Activity:
Where does the string "parsing" appear in the material? Copy each line that holds it.

╔══

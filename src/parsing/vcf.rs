//! Parser for VCF data lines.
//!
//! Each data line yields one [`Variant`] per ALT allele. Fields read:
//!
//! | Source          | Variant field                         |
//! |-----------------|---------------------------------------|
//! | `CHROM`, `POS`  | chromosome, locus start (1-based)     |
//! | `ID`            | sequin id (`.` when absent)           |
//! | `QUAL`          | quality                               |
//! | `FORMAT`/sample `AD` (or INFO `AD`) | ref/alt read depths |
//! | INFO `PVAL`     | p-value                               |
//! | INFO `QR`, `QA` | reference/alternate allele quality    |
//!
//! Missing values (`.`) become NaN. Header lines are skipped.

use std::collections::VecDeque;
use std::io::BufRead;
use std::path::Path;

use crate::core::locus::Base;
use crate::core::variant::Variant;
use crate::parsing::{open_reader, DataLines, ParseError};
use crate::utils::validation::{normalize_allele, parse_optional_f64};

const MIN_FIELDS: usize = 8;

/// Streaming VCF reader
pub struct VcfReader<R> {
    lines: DataLines<R>,
    pending: VecDeque<Variant>,
}

impl<R: BufRead> VcfReader<R> {
    pub fn new(reader: R) -> Self {
        Self {
            lines: DataLines::new(reader),
            pending: VecDeque::new(),
        }
    }
}

impl<R: BufRead> Iterator for VcfReader<R> {
    type Item = Result<Variant, ParseError>;

    fn next(&mut self) -> Option<Self::Item> {
        loop {
            if let Some(variant) = self.pending.pop_front() {
                return Some(Ok(variant));
            }

            let (line_num, line) = match self.lines.next()? {
                Ok(line) => line,
                Err(e) => return Some(Err(e)),
            };

            match parse_vcf_line(&line, line_num) {
                Ok(variants) => self.pending.extend(variants),
                Err(e) => return Some(Err(e)),
            }
        }
    }
}

/// Open a VCF file (plain or `.gz`) for streaming
///
/// # Errors
///
/// Returns `ParseError::Io` if the file cannot be opened.
pub fn read_vcf_file(path: &Path) -> Result<VcfReader<Box<dyn BufRead>>, ParseError> {
    Ok(VcfReader::new(open_reader(path)?))
}

/// Parse a whole VCF text, failing on the first malformed line
///
/// # Errors
///
/// Returns `ParseError::InvalidFormat` with the 1-based line number of the
/// first malformed record.
pub fn parse_vcf_text(text: &str) -> Result<Vec<Variant>, ParseError> {
    VcfReader::new(text.as_bytes()).collect()
}

/// Parse one VCF data line into one variant per ALT allele
///
/// # Errors
///
/// Returns `ParseError::InvalidFormat` if the line has too few columns, a
/// position that is not a positive integer, or an invalid allele.
pub fn parse_vcf_line(line: &str, line_num: usize) -> Result<Vec<Variant>, ParseError> {
    let fields: Vec<&str> = line.split('\t').collect();
    if fields.len() < MIN_FIELDS {
        return Err(ParseError::InvalidFormat(format!(
            "Line {line_num} has {} fields, expected at least {MIN_FIELDS}",
            fields.len()
        )));
    }

    let chrom = fields[0];
    let position: Base = fields[1]
        .trim()
        .parse()
        .ok()
        .filter(|&p| p > 0)
        .ok_or_else(|| {
            ParseError::InvalidFormat(format!(
                "Invalid position on line {line_num}: '{}'",
                fields[1]
            ))
        })?;

    let reference = normalize_allele(fields[3]).ok_or_else(|| {
        ParseError::InvalidFormat(format!(
            "Invalid REF allele on line {line_num}: '{}'",
            fields[3]
        ))
    })?;

    let quality = parse_optional_f64(fields[5]).ok_or_else(|| {
        ParseError::InvalidFormat(format!(
            "Invalid QUAL on line {line_num}: '{}'",
            fields[5]
        ))
    })?;

    let info = Info::parse(fields[7]);
    let depths = sample_depths(&fields).or_else(|| info.get("AD").map(parse_depths));

    let mut variants = Vec::new();
    for (i, alt) in fields[4].split(',').enumerate() {
        let alternate = normalize_allele(alt).ok_or_else(|| {
            ParseError::InvalidFormat(format!("Invalid ALT allele on line {line_num}: '{alt}'"))
        })?;

        let mut variant =
            Variant::new(chrom, position, reference.clone(), alternate).with_id(fields[2].trim());
        variant.quality = quality;
        variant.p_value = info.number("PVAL", line_num)?;
        variant.quality_ref = info.number("QR", line_num)?;
        variant.quality_alt = info.number("QA", line_num)?;

        if let Some(depths) = &depths {
            let ref_depth = depths.first().copied().unwrap_or(0);
            let alt_depth = depths.get(i + 1).copied().unwrap_or(0);
            variant = variant.with_depths(ref_depth, alt_depth);
        }

        variants.push(variant);
    }

    Ok(variants)
}

/// `key=value` pairs of the INFO column
struct Info<'a> {
    pairs: Vec<(&'a str, &'a str)>,
}

impl<'a> Info<'a> {
    fn parse(column: &'a str) -> Self {
        let pairs = column
            .split(';')
            .filter_map(|entry| entry.split_once('='))
            .collect();
        Self { pairs }
    }

    fn get(&self, key: &str) -> Option<&'a str> {
        self.pairs.iter().find(|(k, _)| *k == key).map(|(_, v)| *v)
    }

    /// Numeric value of a key; NaN when absent or missing
    fn number(&self, key: &str, line_num: usize) -> Result<f64, ParseError> {
        match self.get(key) {
            None => Ok(f64::NAN),
            Some(value) => parse_optional_f64(value).ok_or_else(|| {
                ParseError::InvalidFormat(format!(
                    "Invalid INFO {key} on line {line_num}: '{value}'"
                ))
            }),
        }
    }
}

/// `AD` of the first sample, if the line has one
fn sample_depths(fields: &[&str]) -> Option<Vec<u64>> {
    let format = fields.get(8)?;
    let sample = fields.get(9)?;
    let index = format.split(':').position(|key| key == "AD")?;
    sample.split(':').nth(index).map(parse_depths)
}

/// Comma-separated depths; unreadable entries count as zero
fn parse_depths(value: &str) -> Vec<u64> {
    value
        .split(',')
        .map(|d| d.trim().parse().unwrap_or(0))
        .collect()
}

╚══

Response to this exercise:
filename src/parsing/vcf.rs
use crate::parsing::{open_reader, DataLines, ParseError};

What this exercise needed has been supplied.